[Material provided — start]
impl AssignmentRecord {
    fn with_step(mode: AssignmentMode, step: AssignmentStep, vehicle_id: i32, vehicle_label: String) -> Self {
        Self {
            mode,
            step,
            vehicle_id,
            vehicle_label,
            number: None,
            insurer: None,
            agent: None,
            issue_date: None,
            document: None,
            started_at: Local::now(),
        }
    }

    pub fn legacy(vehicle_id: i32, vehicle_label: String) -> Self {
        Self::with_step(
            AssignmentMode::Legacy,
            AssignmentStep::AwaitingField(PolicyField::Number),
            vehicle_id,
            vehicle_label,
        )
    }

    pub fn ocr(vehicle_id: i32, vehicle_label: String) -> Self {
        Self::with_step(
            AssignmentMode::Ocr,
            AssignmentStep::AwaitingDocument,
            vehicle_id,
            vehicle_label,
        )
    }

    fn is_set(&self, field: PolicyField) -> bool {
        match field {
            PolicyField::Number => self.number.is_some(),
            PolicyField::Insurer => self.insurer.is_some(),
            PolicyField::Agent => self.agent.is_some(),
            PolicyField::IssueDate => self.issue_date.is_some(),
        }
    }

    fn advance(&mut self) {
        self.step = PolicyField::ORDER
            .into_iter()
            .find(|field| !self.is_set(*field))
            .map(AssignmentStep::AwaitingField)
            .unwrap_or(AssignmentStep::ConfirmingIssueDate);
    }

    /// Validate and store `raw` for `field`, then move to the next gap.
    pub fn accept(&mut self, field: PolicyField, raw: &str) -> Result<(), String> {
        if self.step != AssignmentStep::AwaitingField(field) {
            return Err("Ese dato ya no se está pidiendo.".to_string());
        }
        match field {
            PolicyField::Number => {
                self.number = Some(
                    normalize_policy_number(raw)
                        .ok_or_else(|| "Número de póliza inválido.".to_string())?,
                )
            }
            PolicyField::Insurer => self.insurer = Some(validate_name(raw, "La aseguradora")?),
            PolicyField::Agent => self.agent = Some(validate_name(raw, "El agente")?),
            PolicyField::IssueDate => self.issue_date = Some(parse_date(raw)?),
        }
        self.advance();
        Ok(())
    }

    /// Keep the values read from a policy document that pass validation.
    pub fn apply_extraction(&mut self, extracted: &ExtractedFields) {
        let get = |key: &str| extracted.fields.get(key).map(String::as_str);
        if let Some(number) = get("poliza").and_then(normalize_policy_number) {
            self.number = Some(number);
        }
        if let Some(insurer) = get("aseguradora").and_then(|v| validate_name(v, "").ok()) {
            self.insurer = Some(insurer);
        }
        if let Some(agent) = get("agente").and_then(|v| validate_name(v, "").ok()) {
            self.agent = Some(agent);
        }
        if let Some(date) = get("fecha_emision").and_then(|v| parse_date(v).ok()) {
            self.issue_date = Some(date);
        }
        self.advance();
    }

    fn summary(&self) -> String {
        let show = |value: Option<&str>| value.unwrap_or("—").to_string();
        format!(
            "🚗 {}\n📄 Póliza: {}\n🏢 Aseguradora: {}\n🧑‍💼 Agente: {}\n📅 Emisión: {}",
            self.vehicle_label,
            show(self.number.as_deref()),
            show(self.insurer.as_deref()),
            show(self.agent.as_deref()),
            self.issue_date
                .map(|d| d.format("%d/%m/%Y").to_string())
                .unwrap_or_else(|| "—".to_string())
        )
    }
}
[Material provided — finish]
Task goal: Your task is to restate every record word for word.

Result of the exercise:
impl AssignmentRecord {
    fn with_step(mode: AssignmentMode, step: AssignmentStep, vehicle_id: i32, vehicle_label: String) -> Self {
        Self {
            mode,
            step,
            vehicle_id,
            vehicle_label,
            number: None,
            insurer: None,
            agent: None,
            issue_date: None,
            document: None,
            started_at: Local::now(),
        }
    }

    pub fn legacy(vehicle_id: i32, vehicle_label: String) -> Self {
        Self::with_step(
            AssignmentMode::Legacy,
            AssignmentStep::AwaitingField(PolicyField::Number),
            vehicle_id,
            vehicle_label,
        )
    }

    pub fn ocr(vehicle_id: i32, vehicle_label: String) -> Self {
        Self::with_step(
            AssignmentMode::Ocr,
            AssignmentStep::AwaitingDocument,
            vehicle_id,
            vehicle_label,
        )
    }

    fn is_set(&self, field: PolicyField) -> bool {
        match field {
            PolicyField::Number => self.number.is_some(),
            PolicyField::Insurer => self.insurer.is_some(),
            PolicyField::Agent => self.agent.is_some(),
            PolicyField::IssueDate => self.issue_date.is_some(),
        }
    }

    fn advance(&mut self) {
        self.step = PolicyField::ORDER
            .into_iter()
            .find(|field| !self.is_set(*field))
            .map(AssignmentStep::AwaitingField)
            .unwrap_or(AssignmentStep::ConfirmingIssueDate);
    }

    /// Validate and store `raw` for `field`, then move to the next gap.
    pub fn accept(&mut self, field: PolicyField, raw: &str) -> Result<(), String> {
        if self.step != AssignmentStep::AwaitingField(field) {
            return Err("Ese dato ya no se está pidiendo.".to_string());
        }
        match field {
            PolicyField::Number => {
                self.number = Some(
                    normalize_policy_number(raw)
                        .ok_or_else(|| "Número de póliza inválido.".to_string())?,
                )
            }
            PolicyField::Insurer => self.insurer = Some(validate_name(raw, "La aseguradora")?),
            PolicyField::Agent => self.agent = Some(validate_name(raw, "El agente")?),
            PolicyField::IssueDate => self.issue_date = Some(parse_date(raw)?),
        }
        self.advance();
        Ok(())
    }

    /// Keep the values read from a policy document that pass validation.
    pub fn apply_extraction(&mut self, extracted: &ExtractedFields) {
        let get = |key: &str| extracted.fields.get(key).map(String::as_str);
        if let Some(number) = get("poliza").and_then(normalize_policy_number) {
            self.number = Some(number);
        }
        if let Some(insurer) = get("aseguradora").and_then(|v| validate_name(v, "").ok()) {
            self.insurer = Some(insurer);
        }
        if let Some(agent) = get("agente").and_then(|v| validate_name(v, "").ok()) {
            self.agent = Some(agent);
        }
        if let Some(date) = get("fecha_emision").and_then(|v| parse_date(v).ok()) {
            self.issue_date = Some(date);
        }
        self.advance();
    }

    fn summary(&self) -> String {
        let show = |value: Option<&str>| value.unwrap_or("—").to_string();
        format!(
            "🚗 {}\n📄 Póliza: {}\n🏢 Aseguradora: {}\n🧑‍💼 Agente: {}\n📅 Emisión: {}",
            self.vehicle_label,
            show(self.number.as_deref()),
            show(self.insurer.as_deref()),
            show(self.agent.as_deref()),
            self.issue_date
                .map(|d| d.format("%d/%m/%Y").to_string())
                .unwrap_or_else(|| "—".to_string())
        )
    }
}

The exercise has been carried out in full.